Changes to public employee pensions headed to becoming law as part of a bill passed by the Senate Monday will help insulate state State Patrol and other state public safety pensions against inflation with cost of living adjustments.
What remains?
Most of what makes up the budget hasn’t made it to the finish line. A health bill that carries they deal cut MinnesotaCare benefits for adults in the U.S. illegally has not made it to a vote in either chamber.
A tax bill has not yet materialized, though as part of the budget deal the state plans to raise the tax on cannabis products. Republicans got DFLers to agree to cut the maximum rate for a payroll tax for the new paid family and medical leave program from 1.2% to 1.1%.
Walz’s proposed reduction of the overall state sales tax rate and the creation of a new tax on services like accounting and legal advice did not make it to the final deal. Nor did a Senate DFL proposed first-in-the-nation tax on social media platforms.
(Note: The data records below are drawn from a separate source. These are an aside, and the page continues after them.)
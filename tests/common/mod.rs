#![allow(dead_code)]

use digestlink::application::services::UrlService;
use digestlink::domain::repositories::UrlStore;
use digestlink::infrastructure::persistence::MemoryUrlStore;
use digestlink::state::AppState;
use std::sync::Arc;

/// State over a fresh in-memory store with the default shortener.
pub fn create_test_state() -> (AppState, Arc<MemoryUrlStore>) {
    let store = Arc::new(MemoryUrlStore::new());
    let state = AppState::new(store.clone());
    (state, store)
}

/// State whose shortener upper-cases the long URL, making codes predictable.
pub fn create_uppercase_state() -> (AppState, Arc<MemoryUrlStore>) {
    let store = Arc::new(MemoryUrlStore::new());
    let service = UrlService::new(
        store.clone() as Arc<dyn UrlStore>,
        Arc::new(|long: &str| long.to_uppercase()),
    );
    (AppState::from_service(Arc::new(service)), store)
}
//! CLI administration tool for digestlink.
//!
//! Computes, registers and resolves short codes and checks the database
//! without going through the HTTP API.
//!
//! # Usage
//!
//! ```bash
//! # Print the code a URL maps to (no store needed)
//! cargo run --bin digestlink-admin -- shorten https://www.google.com
//!
//! # Register / resolve against the configured store
//! cargo run --bin digestlink-admin -- register https://www.google.com
//! cargo run --bin digestlink-admin -- resolve aB3xY9
//!
//! # Check database connection
//! cargo run --bin digestlink-admin -- db check
//! ```
//!
//! # Environment Variables
//!
//! Same as the server; see `digestlink::config`. `db` commands require the
//! postgres backend.

use digestlink::application::services::UrlService;
use digestlink::config::{self, StoreBackend};
use digestlink::domain::repositories::UrlStore;
use digestlink::error::AppError;
use digestlink::infrastructure::persistence::{PgUrlStore, TimeoutUrlStore};
use digestlink::server::build_store;
use digestlink::utils::code_generator::{Sha256Base62Shortener, Shortener};

use anyhow::{Context, Result};
use clap::{Parser, Subcommand};
use colored::*;
use std::sync::Arc;

/// CLI tool for managing digestlink.
#[derive(Parser)]
#[command(name = "digestlink-admin")]
#[command(author, version, about, long_about = None)]
struct Cli {
    #[command(subcommand)]
    command: Commands,
}

/// Top-level commands.
#[derive(Subcommand)]
enum Commands {
    /// Print the short code for a URL without storing it
    Shorten {
        /// Long URL
        long: String,
    },

    /// Register a URL in the configured store
    Register {
        /// Long URL
        long: String,
    },

    /// Resolve a short code from the configured store
    Resolve {
        /// Short code
        code: String,
    },

    /// Database operations
    Db {
        #[command(subcommand)]
        action: DbAction,
    },
}

/// Database operation subcommands.
#[derive(Subcommand)]
enum DbAction {
    /// Check database connection and count stored mappings
    Check,

    /// Show database info
    Info,
}

#[tokio::main]
async fn main() -> Result<()> {
    dotenvy::dotenv().ok();

    let cli = Cli::parse();

    match cli.command {
        Commands::Shorten { long } => {
            let code = Sha256Base62Shortener.shorten(&long);
            println!("{}", code.bright_yellow().bold());
        }
        Commands::Register { long } => register(&long).await?,
        Commands::Resolve { code } => resolve(&code).await?,
        Commands::Db { action } => handle_db_action(action).await?,
    }

    Ok(())
}

async fn url_service() -> Result<UrlService> {
    let config = config::load_from_env().context("Invalid configuration")?;
    let store = build_store(&config).await?;

    Ok(UrlService::with_default_shortener(Arc::new(
        TimeoutUrlStore::new(store, config.store_timeout()),
    )))
}

async fn register(long: &str) -> Result<()> {
    let service = url_service().await?;

    let registered = service.register(long).await;
    service.close().await?;
    let code = registered.map_err(|e| anyhow::anyhow!("Failed to register: {}", e))?;

    println!("{}", "✅ Registered".green().bold());
    println!("  Long:  {}", long.cyan());
    println!("  Short: {}", code.bright_yellow().bold());

    Ok(())
}

async fn resolve(code: &str) -> Result<()> {
    let service = url_service().await?;

    let resolved = service.resolve(code).await;
    service.close().await?;

    match resolved {
        Ok(long) => {
            println!("{}", long.cyan());
            Ok(())
        }
        Err(AppError::NotFound) => {
            println!("{} {}", "❌".red(), AppError::NotFound.to_string().red());
            anyhow::bail!("short code `{code}` is not registered")
        }
        Err(e) => Err(anyhow::anyhow!("Failed to resolve: {}", e)),
    }
}

/// Handles database diagnostic commands.
async fn handle_db_action(action: DbAction) -> Result<()> {
    let config = config::load_from_env().context("Invalid configuration")?;

    if config.store_backend != StoreBackend::Postgres {
        anyhow::bail!("db commands require STORE_BACKEND=postgres");
    }

    let url = config
        .database_url
        .as_deref()
        .context("DATABASE_URL must be set")?;

    let store = PgUrlStore::connect(url, config.pool_settings())
        .await
        .context("Failed to connect to database")?;

    match action {
        DbAction::Check => {
            println!("{}", "🔍 Checking database connection...".bright_blue());

            sqlx::query("SELECT 1").fetch_one(store.pool()).await?;
            println!("{}", "✅ Database connection OK".green().bold());

            store.migrate().await.context("Failed to migrate")?;
            let count = store.count().await?;

            println!(
                "  Stored URLs: {}",
                count.to_string().bright_green().bold()
            );
        }
        DbAction::Info => {
            println!("{}", "ℹ️  Database Information".bright_blue().bold());
            println!();

            let version: String = sqlx::query_scalar("SELECT version()")
                .fetch_one(store.pool())
                .await?;

            println!("  PostgreSQL: {}", version.bright_white());
            println!(
                "  Database:   {}",
                config::mask_connection_string(url).bright_black()
            );
            println!();
        }
    }

    store.close().await?;

    Ok(())
}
A pre-K-12 education budget bill that holds state spending level to inflation for the next two-years still hasn’t made it through. A GOP push to eliminate unemployment for hourly school workers is also headed for the dustbin as a result of the budget deal, DFLers said.
The education budget makes up around one-third of the current $71 billion two-year state budget. Under the deal, education spending will remain level for the next two years other than the required inflation-tied increases.
Higher education, transportation and human services also remain unfinished.